REPUBLIKA.CO.ID, JAKARTA -- Anggota Komisi V DPR RI Ahmad Syaikhu mendesak pemerintah lakukan empat hal penting terkait Tabungan Perumahan Rakyat (Tapera). Hal itu Syaikhu sampaikan saat Rapat Dengar Pendapat Umum (RDPU) dengan Dirjen Pembiayaan Infrastruktur Pekerjaan Umum dan Perumahan dan Komisioner Tapera, Kamis (9/7) di Gedung Parlemen, Jakarta.
"Jika memang Tapera tidak bisa ditunda, saya mendesak pemerintah melakukan empat hal agar program Tapera menguntungkan rakyat," ujar Syaikhu.
Pertama, dalam Kepmen PUPR No. 242/KPTS/M/2020 diatur batasan maksimal penghasilan Masyarakat Berpenghasilan Rendah (MBR). Pada kelompok sasaran KPR Sejahtera, KPR SSB dan SSM, ada batasan penghasilan per bulan maksimal Rp 8 juta. Syaikhu mempertanyakan alasan aturan tersebut.
"Ini dasarnya apa? Rasionalisasinya apa sehingga menetapkan batas maksimal Rp 8 juta untuk ikut Tapera?" tanya Syaikhu.
Menurut Syaikhu, angka ini tentu saja bisa merugikan bagi mereka yang berhak ikut Tapera, khususnya bagi suami istri yang memiliki penghasilan gabungan melebihi Rp 8 juta. Misal, ada suami istri bekerja di DKI Jakarta. Dengan UMR sekitar Rp 4,2 jutaan, maka jika digabung jumlahnya Rp 8,4 jutaan. Otomatis tidak dapat ikut Tapera padahal mereka belum punya rumah.
"Jangan sampai aturan ini merugikan," tegas Politisi PKS itu.
Syaikhu menyatakan perlu pijakan yang kuat jika memang ingin menetapkan batas maksimal Rp 8 juta. Contohnya Rp 8 juta dijadikan Penghasilan Tidak Kena Pajak. Ini jadi landasan bagi pemerintah untuk mengikutsertakan MBR dalam Tapera. Sebab pajak penghasilannya saja masih dibebaskan.

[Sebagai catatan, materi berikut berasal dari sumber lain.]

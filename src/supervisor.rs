//! Worker process supervision.
//!
//! Owns the lifecycle of the single in-flight worker process:
//! - spawns it hidden with piped stdout/stderr
//! - forwards every output line verbatim as an event (never parsed here;
//!   the authoritative result is the output manifest file)
//! - reports exactly one terminal exit event per job
//! - terminates the previous process before a replacement launches
//!
//! Events are tagged with a monotonically increasing generation so that a
//! consumer can discard anything from a replaced job.

use crate::common::errors::JobError;
use log::{info, warn};
use std::{path::Path, process::Stdio};
use tokio::{
    io::{AsyncBufReadExt, AsyncRead, BufReader},
    process::Command,
    sync::{mpsc::UnboundedSender, oneshot},
};

pub type Generation = u64;

#[derive(Debug)]
pub enum WorkerEvent {
    /// One line of worker stdout or stderr, in write order.
    Line { generation: Generation, line: String },
    /// Terminal outcome; fired at most once per generation and never for a
    /// job that was stopped by its replacement.
    Exited { generation: Generation, code: i32 },
}

struct ActiveJob {
    generation: Generation,
    kill: oneshot::Sender<()>,
}

pub struct ProcessSupervisor {
    events: UnboundedSender<WorkerEvent>,
    current: Option<ActiveJob>,
    next_generation: Generation,
}

impl ProcessSupervisor {
    pub fn new(events: UnboundedSender<WorkerEvent>) -> Self {
        Self {
            events,
            current: None,
            next_generation: 0,
        }
    }

    /// Launches `program args...`, first terminating any job still in
    /// flight. Returns the generation of the new job, or `JobError::Launch`
    /// if the process could not be spawned.
    pub fn start(&mut self, program: &Path, args: &[String]) -> Result<Generation, JobError> {
        self.stop_current();

        let generation = self.next_generation;
        self.next_generation += 1;

        let mut command = Command::new(program);
        command
            .args(args)
            .stdin(Stdio::null())
            .stdout(Stdio::piped())
            .stderr(Stdio::piped())
            .kill_on_drop(true);
        #[cfg(windows)]
        command.creation_flags(0x0800_0000); // CREATE_NO_WINDOW

        let mut child = command
            .spawn()
            .map_err(|e| JobError::Launch(format!("failed to spawn {:?}: {}", program, e)))?;

        if let Some(stdout) = child.stdout.take() {
            forward_lines(stdout, generation, self.events.clone());
        }
        if let Some(stderr) = child.stderr.take() {
            forward_lines(stderr, generation, self.events.clone());
        }

        let (kill_tx, kill_rx) = oneshot::channel();
        let events = self.events.clone();
        tokio::spawn(async move {
            tokio::select! {
                status = child.wait() => {
                    let code = status.ok().and_then(|s| s.code()).unwrap_or(-1);
                    let _ = events.send(WorkerEvent::Exited { generation, code });
                }
                _ = kill_rx => {
                    if let Err(e) = child.kill().await {
                        warn!("Failed to kill replaced worker process: {}", e);
                    }
                    // A stopped job's exit is discarded, not reported.
                }
            }
        });

        info!("Launched worker {:?} (generation {})", program, generation);
        self.current = Some(ActiveJob {
            generation,
            kill: kill_tx,
        });
        Ok(generation)
    }

    /// Terminates the in-flight worker, if any, discarding its eventual
    /// exit callback.
    pub fn stop_current(&mut self) {
        if let Some(job) = self.current.take() {
            info!("Stopping in-flight worker (generation {})", job.generation);
            let _ = job.kill.send(());
        }
    }

    pub fn is_current(&self, generation: Generation) -> bool {
        self.current
            .as_ref()
            .is_some_and(|job| job.generation == generation)
    }

    /// Frees the job slot after its terminal event has been consumed.
    pub fn finish(&mut self, generation: Generation) {
        if self.is_current(generation) {
            self.current = None;
        }
    }
}

fn forward_lines<R>(reader: R, generation: Generation, events: UnboundedSender<WorkerEvent>)
where
    R: AsyncRead + Unpin + Send + 'static,
{
    tokio::spawn(async move {
        let mut lines = BufReader::new(reader).lines();
        while let Ok(Some(line)) = lines.next_line().await {
            if events.send(WorkerEvent::Line { generation, line }).is_err() {
                break;
            }
        }
    });
}

#[cfg(all(test, unix))]
mod tests {
    use super::*;
    use std::path::PathBuf;
    use std::time::Duration;
    use tokio::sync::mpsc;
    use tokio::time::timeout;

    fn shell() -> PathBuf {
        PathBuf::from("/bin/sh")
    }

    fn args(script: &str) -> Vec<String> {
        vec!["-c".to_string(), script.to_string()]
    }

    #[tokio::test(flavor = "multi_thread")]
    async fn streams_lines_then_reports_exit_code() {
        let (tx, mut rx) = mpsc::unbounded_channel();
        let mut supervisor = ProcessSupervisor::new(tx);

        let generation = supervisor
            .start(&shell(), &args("echo hello; echo world >&2; exit 3"))
            .unwrap();

        let mut lines = Vec::new();
        loop {
            let event = timeout(Duration::from_secs(10), rx.recv())
                .await
                .expect("worker did not finish")
                .expect("event channel closed");
            match event {
                WorkerEvent::Line { generation: g, line } => {
                    assert_eq!(g, generation);
                    lines.push(line);
                }
                WorkerEvent::Exited { generation: g, code } => {
                    assert_eq!(g, generation);
                    assert_eq!(code, 3);
                    break;
                }
            }
        }

        lines.sort();
        assert_eq!(lines, vec!["hello".to_string(), "world".to_string()]);
    }

    #[tokio::test(flavor = "multi_thread")]
    async fn replacing_a_job_discards_its_exit() {
        let (tx, mut rx) = mpsc::unbounded_channel();
        let mut supervisor = ProcessSupervisor::new(tx);

        let first = supervisor.start(&shell(), &args("sleep 30")).unwrap();
        let second = supervisor.start(&shell(), &args("exit 0")).unwrap();
        assert_ne!(first, second);
        assert!(supervisor.is_current(second));

        // Only the second job may report a terminal event.
        loop {
            let event = timeout(Duration::from_secs(10), rx.recv())
                .await
                .expect("replacement worker did not finish")
                .expect("event channel closed");
            if let WorkerEvent::Exited { generation, code } = event {
                assert_eq!(generation, second);
                assert_eq!(code, 0);
                break;
            }
        }

        // The killed job must not surface a late exit.
        assert!(
            timeout(Duration::from_millis(500), rx.recv()).await.is_err(),
            "stale event from replaced job"
        );
    }

    #[tokio::test(flavor = "multi_thread")]
    async fn missing_binary_is_a_launch_error() {
        let (tx, _rx) = mpsc::unbounded_channel();
        let mut supervisor = ProcessSupervisor::new(tx);

        let result = supervisor.start(&PathBuf::from("/no/such/binary"), &[]);
        assert!(matches!(result, Err(JobError::Launch(_))));
        assert!(!supervisor.is_current(0));
    }
}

Kedua, Syaikhu mengingatkan bahwa disamping mengelola dana dari eks Bapetarum, Tapera juga menerima peserta dari FLPP, dana wakaf dan dana program pembiayaan perumahan lainnya. Itu artinya, target 500 ribu masih dirasakan kurang.
Sebab backlog pada awal 2020 untuk kelompok ini masih sebesar 1,72 juta unit. Belum lagi penambahan kebutuhan perumahan setiap tahunnya."Ini tentu saja masih sangat jauh angkanya. Kebutuhannya jelas di atas 500 ribu unit rumah," ungkap Syaikhu.

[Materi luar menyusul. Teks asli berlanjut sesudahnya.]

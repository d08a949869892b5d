//! Selection cache: the set of items awaiting the next job.
//!
//! Populated incrementally by the caller, read once per job start via
//! [`ItemCache::snapshot`], and never mutated by the job itself.

use serde::{Deserialize, Serialize};
use std::collections::HashSet;
use std::fmt;

/// Stable, path-like identifier for a taggable item.
///
/// The core never owns the item it names; equality and hashing are by
/// identifier string.
#[derive(Debug, Clone, PartialEq, Eq, Hash, PartialOrd, Ord, Serialize, Deserialize)]
#[serde(transparent)]
pub struct ItemRef(String);

impl ItemRef {
    pub fn new(identifier: impl Into<String>) -> Self {
        Self(identifier.into())
    }

    pub fn as_str(&self) -> &str {
        &self.0
    }

    /// Short display name: the last `/`- or `.`-delimited segment of the
    /// identifier (e.g. `SM_Rock` for `/Game/Props/SM_Rock.SM_Rock`).
    pub fn name(&self) -> &str {
        self.0.rsplit(['/', '.']).next().unwrap_or(&self.0)
    }
}

impl fmt::Display for ItemRef {
    fn fmt(&self, f: &mut fmt::Formatter<'_>) -> fmt::Result {
        f.write_str(&self.0)
    }
}

impl From<&str> for ItemRef {
    fn from(identifier: &str) -> Self {
        Self::new(identifier)
    }
}

/// Insertion-ordered set of items, deduplicated by identifier.
#[derive(Debug, Default)]
pub struct ItemCache {
    ordered: Vec<ItemRef>,
    seen: HashSet<ItemRef>,
}

impl ItemCache {
    pub fn new() -> Self {
        Self::default()
    }

    pub fn clear(&mut self) {
        self.ordered.clear();
        self.seen.clear();
    }

    /// Adds one item; a duplicate identifier is silently collapsed.
    pub fn add(&mut self, item: ItemRef) {
        if self.seen.insert(item.clone()) {
            self.ordered.push(item);
        }
    }

    pub fn add_many(&mut self, items: impl IntoIterator<Item = ItemRef>) {
        for item in items {
            self.add(item);
        }
    }

    /// Current membership in insertion order.
    pub fn snapshot(&self) -> Vec<ItemRef> {
        self.ordered.clone()
    }

    pub fn is_empty(&self) -> bool {
        self.ordered.is_empty()
    }

    pub fn len(&self) -> usize {
        self.ordered.len()
    }
}

#[cfg(test)]
mod tests {
    use super::*;

    #[test]
    fn duplicates_collapse_by_identifier() {
        let mut cache = ItemCache::new();
        cache.add(ItemRef::new("/Game/A"));
        cache.add(ItemRef::new("/Game/B"));
        cache.add(ItemRef::new("/Game/A"));
        cache.add_many([
            ItemRef::new("/Game/B"),
            ItemRef::new("/Game/C"),
            ItemRef::new("/Game/A"),
        ]);

        let snapshot = cache.snapshot();
        assert_eq!(
            snapshot,
            vec![
                ItemRef::new("/Game/A"),
                ItemRef::new("/Game/B"),
                ItemRef::new("/Game/C"),
            ]
        );
    }

    #[test]
    fn clear_allows_reinsertion() {
        let mut cache = ItemCache::new();
        cache.add(ItemRef::new("/Game/A"));
        cache.clear();
        assert!(cache.is_empty());

        cache.add(ItemRef::new("/Game/A"));
        assert_eq!(cache.len(), 1);
    }

    #[test]
    fn name_is_last_segment() {
        assert_eq!(ItemRef::new("/Game/Props/SM_Rock.SM_Rock").name(), "SM_Rock");
        assert_eq!(ItemRef::new("flat-identifier").name(), "flat-identifier");
    }
}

Ketiga, Syaikhu meminta Tapera ditunda, mengingat situasi yang masih terdampak pandemi Covid-19. Tapi, jika tidak ditunda Syaikhu minta pemerintah bisa memberikan subsidi khususnya kepada ASN Golongan I dan II.
"Idealnya ditunda. Tapi jika pemerintah memaksa, maka saya minta agar ada subsidi bagi ASN Golongan I dan II. Sebab potongan sebesar Rp 2,5 persen itu memberatkan di tengah situasi sekarang," kata Syaikhu.

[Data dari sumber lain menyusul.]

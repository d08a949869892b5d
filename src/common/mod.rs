pub mod errors;

/// Canonical edge length (pixels) for exported proxy images.
pub const THUMBNAIL_SIZE: u32 = 224;

pub const INPUT_MANIFEST_NAME: &str = "input.json";

pub const OUTPUT_MANIFEST_NAME: &str = "output.json";

pub const TAGGING_SCRIPT_NAME: &str = "run_clip_category.py";

pub const CAPTION_SCRIPT_NAME: &str = "run_clip_img2text.py";

/// Metadata field written by categorical tagging jobs.
pub const TAGS_FIELD: &str = "AssetTags";

/// Metadata field written by captioning jobs.
pub const CAPTION_FIELD: &str = "Image2Text";

pub const TAG_SEPARATOR: &str = ", ";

Keempat, Syaikhu berharap BP TAPERA bisa membantu aksesibilitas peserta untuk mendapatkan perumahan. Disamping itu, setelah selesai melakukan cicilan, BP TAPERA bisa membantu peserta untuk mendapatkan sertifikat hak milik atas rumahnya.
"Ini sangat penting. Para peserta harus dapat kejelasan status kepemilikan rumah setelah selesai," pungkas Syaikhu.